Projet de construction d’une puce pan-génomique thématique et d’étude de
profils génomiques
Résumé :
Le projet consiste en construire une puce à ADN pan génomique thématique puis à l’utiliser
pour caractériser le contenu en gènes d’intérêt de 80 souches.
Etapes du projet :
Etape 1 : Dessin des amorces
Le laboratoire DGIMI dispose des génomes de 8 souches bactériennes :
- 2 génomes en libre accès dans les bases de données internationales (génomes publics),
- 3 génomes d’accès confidentiel dont la séquence est achevée (génomes privés
achevés),
- 3 génomes d’accès confidentiel en cours de séquençage au moment de la publicité
(génomes privés en cours de séquençage).
A partir de ces 8 génomes bactériens, un puce à ADN (technologie Agilent technologies)

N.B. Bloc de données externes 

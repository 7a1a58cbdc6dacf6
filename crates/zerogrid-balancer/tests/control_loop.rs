//! End-to-end behaviour of the queue, dispatcher, and scaling loop
//! against in-memory factory and upstream implementations.

use std::sync::atomic::{AtomicBool, AtomicU32, Ordering};
use std::sync::{Arc, Mutex};
use std::time::Duration;

use async_trait::async_trait;
use http::StatusCode;
use tokio::sync::Semaphore;

use zerogrid_autoscale::{AutoScaler, InstanceFactory};
use zerogrid_balancer::{LoadBalancer, Upstream};
use zerogrid_breaker::CircuitBreaker;
use zerogrid_core::{
    AutoscalerConfig, BalancerConfig, CircuitBreakerConfig, CircuitState, FabricError, Instance,
    InstanceStatus, ScalingAction, ServiceDefinition, UpstreamRequest, UpstreamResponse,
};

#[derive(Default)]
struct Factory {
    created: AtomicU32,
    destroyed: AtomicU32,
    unhealthy: AtomicBool,
    create_delay: Duration,
}

impl Factory {
    fn slow(create_delay: Duration) -> Arc<Self> {
        Arc::new(Self {
            create_delay,
            ..Default::default()
        })
    }

    fn created(&self) -> u32 {
        self.created.load(Ordering::SeqCst)
    }

    fn destroyed(&self) -> u32 {
        self.destroyed.load(Ordering::SeqCst)
    }
}

#[async_trait]
impl InstanceFactory for Factory {
    async fn create(&self, service: &ServiceDefinition) -> anyhow::Result<Instance> {
        if !self.create_delay.is_zero() {
            tokio::time::sleep(self.create_delay).await;
        }
        let n = self.created.fetch_add(1, Ordering::SeqCst);
        let mut inst = Instance::new(
            format!("{}-{n}", service.id),
            &service.id,
            format!("10.0.0.{n}:8080"),
        );
        inst.status = InstanceStatus::Running;
        Ok(inst)
    }

    async fn destroy(&self, _instance: &Instance) -> anyhow::Result<()> {
        self.destroyed.fetch_add(1, Ordering::SeqCst);
        Ok(())
    }

    async fn health_check(&self, _instance: &Instance) -> bool {
        !self.unhealthy.load(Ordering::SeqCst)
    }
}

/// Upstream that records request paths and can be delayed, gated, or
/// made to fail.
#[derive(Default)]
struct Backend {
    delay: Duration,
    gate: Option<Arc<Semaphore>>,
    failing: AtomicBool,
    seen: Mutex<Vec<String>>,
}

impl Backend {
    fn immediate() -> Arc<Self> {
        Arc::new(Self::default())
    }

    fn delayed(delay: Duration) -> Arc<Self> {
        Arc::new(Self {
            delay,
            ..Default::default()
        })
    }

    /// Every request blocks until `release` hands out a permit.
    fn gated() -> Arc<Self> {
        Arc::new(Self {
            gate: Some(Arc::new(Semaphore::new(0))),
            ..Default::default()
        })
    }

    fn release(&self, permits: usize) {
        if let Some(gate) = &self.gate {
            gate.add_permits(permits);
        }
    }

    fn seen(&self) -> Vec<String> {
        self.seen.lock().unwrap().clone()
    }
}

#[async_trait]
impl Upstream for Backend {
    async fn forward(
        &self,
        instance: &Instance,
        request: &UpstreamRequest,
    ) -> anyhow::Result<UpstreamResponse> {
        self.seen
            .lock()
            .unwrap()
            .push(request.path_and_query.clone());
        if let Some(gate) = &self.gate {
            gate.acquire().await?.forget();
        }
        if !self.delay.is_zero() {
            tokio::time::sleep(self.delay).await;
        }
        if self.failing.load(Ordering::SeqCst) {
            anyhow::bail!("connection reset by {}", instance.endpoint);
        }
        Ok(UpstreamResponse::ok(instance.id.clone()))
    }
}

fn service(id: &str, min: u32, max: u32, target: u32) -> ServiceDefinition {
    let mut def = ServiceDefinition::new(id, id, "http");
    def.scaling.min_instances = min;
    def.scaling.max_instances = max;
    def.scaling.target_concurrency = target;
    def
}

fn balancer_with(
    config: BalancerConfig,
    breaker: CircuitBreakerConfig,
    factory: Arc<Factory>,
    backend: Arc<Backend>,
) -> Arc<LoadBalancer> {
    Arc::new(LoadBalancer::new(
        config,
        AutoScaler::new(AutoscalerConfig::default(), factory),
        CircuitBreaker::new(breaker),
        backend,
    ))
}

fn balancer(factory: Arc<Factory>, backend: Arc<Backend>) -> Arc<LoadBalancer> {
    balancer_with(
        BalancerConfig::default(),
        CircuitBreakerConfig::default(),
        factory,
        backend,
    )
}

fn spawn_route(
    lb: &Arc<LoadBalancer>,
    service_id: &'static str,
    path: &'static str,
) -> tokio::task::JoinHandle<Result<UpstreamResponse, FabricError>> {
    let lb = Arc::clone(lb);
    tokio::spawn(async move { lb.route(service_id, UpstreamRequest::get(path)).await })
}

async fn pause(ms: u64) {
    tokio::time::sleep(Duration::from_millis(ms)).await;
}

#[tokio::test(start_paused = true)]
async fn first_request_cold_starts_exactly_one_instance() {
    let factory = Arc::new(Factory::default());
    let lb = balancer(factory.clone(), Backend::immediate());
    lb.register_service(service("svc", 0, 1, 10)).await.unwrap();
    assert!(lb.get_instances("svc").unwrap().is_empty());
    lb.start();

    let resp = lb.route("svc", UpstreamRequest::get("/")).await.unwrap();
    assert_eq!(resp.status, StatusCode::OK);
    assert_eq!(resp.body, "svc-0");

    assert_eq!(factory.created(), 1);
    assert_eq!(lb.get_instances("svc").unwrap().len(), 1);
    let scale_ups = lb
        .get_scaling_events(None)
        .into_iter()
        .filter(|e| e.action == ScalingAction::ScaleUp)
        .count();
    assert_eq!(scale_ups, 1);

    lb.stop().await;
}

#[tokio::test(start_paused = true)]
async fn abandoned_cold_start_does_not_wedge_service() {
    let factory = Factory::slow(Duration::from_secs(2));
    let backend = Backend::immediate();
    let lb = balancer(factory.clone(), backend.clone());
    lb.register_service(service("svc", 0, 1, 10)).await.unwrap();
    lb.start();

    // The caller goes away while its cold start is still provisioning.
    let caller = spawn_route(&lb, "svc", "/first");
    pause(100).await;
    caller.abort();
    assert!(caller.await.unwrap_err().is_cancelled());

    pause(60_000).await;
    assert_eq!(lb.scaler().get_stats().provisioning, 0);
    assert!(factory.created() >= 1);

    let resp = lb.route("svc", UpstreamRequest::get("/second")).await.unwrap();
    assert_eq!(resp.status, StatusCode::OK);
    assert_eq!(backend.seen(), vec!["/second"]);

    lb.stop().await;
}

#[tokio::test(start_paused = true)]
async fn full_queue_rejects_without_growing() {
    let backend = Backend::gated();
    let config = BalancerConfig {
        max_queue_size: 2,
        ..Default::default()
    };
    let lb = balancer_with(
        config,
        CircuitBreakerConfig::default(),
        Arc::new(Factory::default()),
        backend.clone(),
    );
    lb.register_service(service("svc", 1, 1, 1)).await.unwrap();

    let in_flight = spawn_route(&lb, "svc", "/1");
    pause(10).await;
    let queued = [spawn_route(&lb, "svc", "/2"), spawn_route(&lb, "svc", "/3")];
    pause(10).await;
    assert_eq!(lb.queue_depth("svc"), Some(2));

    let err = lb.route("svc", UpstreamRequest::get("/4")).await.unwrap_err();
    assert!(matches!(err, FabricError::CapacityExceeded { max_queue_size: 2, .. }));
    assert_eq!(lb.queue_depth("svc"), Some(2));

    backend.release(3);
    lb.start();
    in_flight.await.unwrap().unwrap();
    for handle in queued {
        handle.await.unwrap().unwrap();
    }
    assert_eq!(backend.seen(), vec!["/1", "/2", "/3"]);
    lb.stop().await;
}

#[tokio::test(start_paused = true)]
async fn requests_dispatch_in_arrival_order() {
    let backend = Backend::delayed(Duration::from_millis(10));
    let lb = balancer(Arc::new(Factory::default()), backend.clone());
    lb.register_service(service("svc", 1, 1, 1)).await.unwrap();
    lb.start();

    let mut handles = Vec::new();
    for path in ["/a", "/b", "/c", "/d"] {
        handles.push(spawn_route(&lb, "svc", path));
        pause(1).await;
    }
    for handle in handles {
        handle.await.unwrap().unwrap();
    }

    assert_eq!(backend.seen(), vec!["/a", "/b", "/c", "/d"]);
    lb.stop().await;
}

#[tokio::test(start_paused = true)]
async fn queued_and_in_flight_requests_time_out() {
    let config = BalancerConfig {
        request_timeout: Duration::from_secs(1),
        ..Default::default()
    };
    let lb = balancer_with(
        config,
        CircuitBreakerConfig::default(),
        Arc::new(Factory::default()),
        Backend::gated(),
    );
    lb.register_service(service("svc", 1, 1, 1)).await.unwrap();

    let in_flight = spawn_route(&lb, "svc", "/slow");
    pause(10).await;

    let err = lb.route("svc", UpstreamRequest::get("/waiting")).await.unwrap_err();
    assert!(matches!(err, FabricError::RequestTimeout { .. }));

    let err = in_flight.await.unwrap().unwrap_err();
    assert!(matches!(err, FabricError::RequestTimeout { .. }));

    // The in-flight timeout counted against the instance's circuit.
    let circuits = lb.get_circuit_stats();
    assert_eq!(circuits["svc:svc-0"].failures, 1);
}

#[tokio::test(start_paused = true)]
async fn upstream_failures_open_the_instance_circuit() {
    let backend = Backend::immediate();
    backend.failing.store(true, Ordering::SeqCst);
    let config = BalancerConfig {
        request_timeout: Duration::from_secs(2),
        ..Default::default()
    };
    let breaker = CircuitBreakerConfig {
        failure_threshold: 2,
        ..Default::default()
    };
    let lb = balancer_with(config, breaker, Arc::new(Factory::default()), backend);
    lb.register_service(service("svc", 1, 1, 10)).await.unwrap();

    for _ in 0..2 {
        let err = lb.route("svc", UpstreamRequest::get("/")).await.unwrap_err();
        assert!(matches!(err, FabricError::Upstream(_)));
    }
    assert_eq!(lb.get_circuit_stats()["svc:svc-0"].state, CircuitState::Open);

    // The only instance refuses calls and nothing else is starting, so the
    // request is turned away at once instead of waiting out its deadline.
    let started = tokio::time::Instant::now();
    let err = lb.route("svc", UpstreamRequest::get("/")).await.unwrap_err();
    assert!(matches!(err, FabricError::ServiceUnavailable { .. }), "{err:?}");
    assert!(err.to_string().contains("open circuits"));
    assert_eq!(started.elapsed(), Duration::ZERO);
    assert_eq!(lb.queue_depth("svc"), Some(0));

    let instances = lb.get_instances("svc").unwrap();
    assert_eq!(instances[0].total_failures, 2);
    assert_eq!(instances[0].current_connections, 0);
}

#[tokio::test(start_paused = true)]
async fn queue_pressure_scales_up_within_max() {
    let config = BalancerConfig {
        request_timeout: Duration::from_secs(60),
        ..Default::default()
    };
    let factory = Arc::new(Factory::default());
    let lb = balancer_with(
        config,
        CircuitBreakerConfig::default(),
        factory.clone(),
        Backend::delayed(Duration::from_secs(3)),
    );
    lb.register_service(service("svc", 1, 3, 1)).await.unwrap();

    let handles: Vec<_> = (0..8).map(|_| spawn_route(&lb, "svc", "/work")).collect();
    pause(10).await;
    assert_eq!(lb.queue_depth("svc"), Some(7));

    lb.start();
    pause(5_100).await;
    assert!(lb.get_instances("svc").unwrap().len() >= 2);

    for handle in handles {
        handle.await.unwrap().unwrap();
        assert!(lb.get_instances("svc").unwrap().len() <= 3);
    }
    assert!(factory.created() <= 3);

    let event = lb
        .get_scaling_events(None)
        .into_iter()
        .find(|e| e.action == ScalingAction::ScaleUp && e.reason.starts_with("queue depth"))
        .expect("queue-driven scale-up");
    assert_eq!(event.service_id, "svc");
    lb.stop().await;
}

#[tokio::test(start_paused = true)]
async fn idle_service_scales_to_zero_and_back() {
    let factory = Arc::new(Factory::default());
    let lb = balancer(factory.clone(), Backend::immediate());
    lb.register_service(service("svc", 0, 2, 10)).await.unwrap();
    lb.start();

    lb.route("svc", UpstreamRequest::get("/")).await.unwrap();
    assert_eq!(lb.get_circuit_stats().len(), 1);

    pause(80_000).await;
    assert!(lb.get_instances("svc").unwrap().is_empty());
    assert_eq!(factory.destroyed(), 1);
    let last = lb.get_scaling_events(Some(1)).pop().unwrap();
    assert_eq!(last.action, ScalingAction::ScaleDown);
    assert!(lb.get_circuit_stats().is_empty());

    lb.route("svc", UpstreamRequest::get("/")).await.unwrap();
    assert_eq!(factory.created(), 2);
    lb.stop().await;
}

#[tokio::test(start_paused = true)]
async fn unhealthy_instance_replaced_by_scaling_loop() {
    let factory = Arc::new(Factory::default());
    let config = BalancerConfig {
        health_check_every: 1,
        ..Default::default()
    };
    let lb = balancer_with(
        config,
        CircuitBreakerConfig::default(),
        factory.clone(),
        Backend::immediate(),
    );
    lb.register_service(service("svc", 1, 2, 10)).await.unwrap();
    factory.unhealthy.store(true, Ordering::SeqCst);
    lb.start();

    // Three failed sweeps at 5s, 10s, and 15s.
    pause(16_000).await;
    factory.unhealthy.store(false, Ordering::SeqCst);
    pause(100).await;

    assert_eq!(factory.destroyed(), 1);
    assert_eq!(factory.created(), 2);
    let running: Vec<String> = lb
        .get_instances("svc")
        .unwrap()
        .into_iter()
        .filter(|i| i.is_running())
        .map(|i| i.id)
        .collect();
    assert_eq!(running, vec!["svc-1"]);
    assert!(
        lb.get_scaling_events(None)
            .iter()
            .any(|e| e.reason == "health check failed")
    );
    lb.stop().await;
}

#[tokio::test(start_paused = true)]
async fn unregister_rejects_queued_requests() {
    let backend = Backend::gated();
    let factory = Arc::new(Factory::default());
    let lb = balancer(factory.clone(), backend.clone());
    lb.register_service(service("svc", 1, 1, 1)).await.unwrap();

    let in_flight = spawn_route(&lb, "svc", "/1");
    pause(10).await;
    let queued = spawn_route(&lb, "svc", "/2");
    pause(10).await;

    let unregister = tokio::spawn({
        let lb = Arc::clone(&lb);
        async move { lb.unregister_service("svc").await }
    });
    pause(10).await;

    let err = queued.await.unwrap().unwrap_err();
    assert!(matches!(err, FabricError::ServiceUnavailable { .. }));
    // The busy instance is still draining.
    assert_eq!(factory.destroyed(), 0);

    backend.release(1);
    in_flight.await.unwrap().unwrap();
    assert_eq!(unregister.await.unwrap().unwrap(), 1);
    assert_eq!(factory.destroyed(), 1);

    let err = lb.route("svc", UpstreamRequest::get("/")).await.unwrap_err();
    assert_eq!(err, FabricError::ServiceNotFound("svc".to_string()));
}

devra être construite. Cette puce représentera entre 500 et 1000 gènes d’intérêt. Pour cela, le
laboratoire DGIMI fournira au prestataire au format fasta la séquence des 8 génomes
concernés ainsi que la liste des séquences des gènes d’intérêt. A partir de cette liste, le
prestataire dessinera un ou plusieurs oligonucléotides d’environ 60 nucléotides qui
représenteront de façon unique chaque gène d’intérêt. La détermination de la séquence des
oligonucléotides sera faite selon l’interface eArray (Agilent technologies). Dans le cas où la
détermination d’un oligonucléotide représentant de façon unique un gène d’intérêt sera
impossible à cause de la trop grande conservation des séquences nucléotidiques, le prestataire
dessinera des oligonucléotides correspondant à une famille de gènes d’intérêt. Le prestataire
devra également vérifier que les oligonucléotides n’hybrident pas ailleurs sur les génomes
bactériens. Des échanges entre le prestataire et le laboratoire DGIMI devront permettre de
valider le choix des oligonucléotides avant d’engager l’étape de synthèse in situ des
oligonucléotides.
Remarque : si au démarrage du projet, le séquençage d’un ou plusieurs des 3 génomes privés
en cours de séquençage n’est pas achevé, le dessin des amorces s’effectuera sur les cinq
génomes disponibles pour la construction et le test de la puce témoin (étape 2). Une seconde
phase de dessin d’oligonugléotides pour le ou les derniers génomes privés en cours de
séquençage devra alors être effectuée avant la construction des puces analytiques.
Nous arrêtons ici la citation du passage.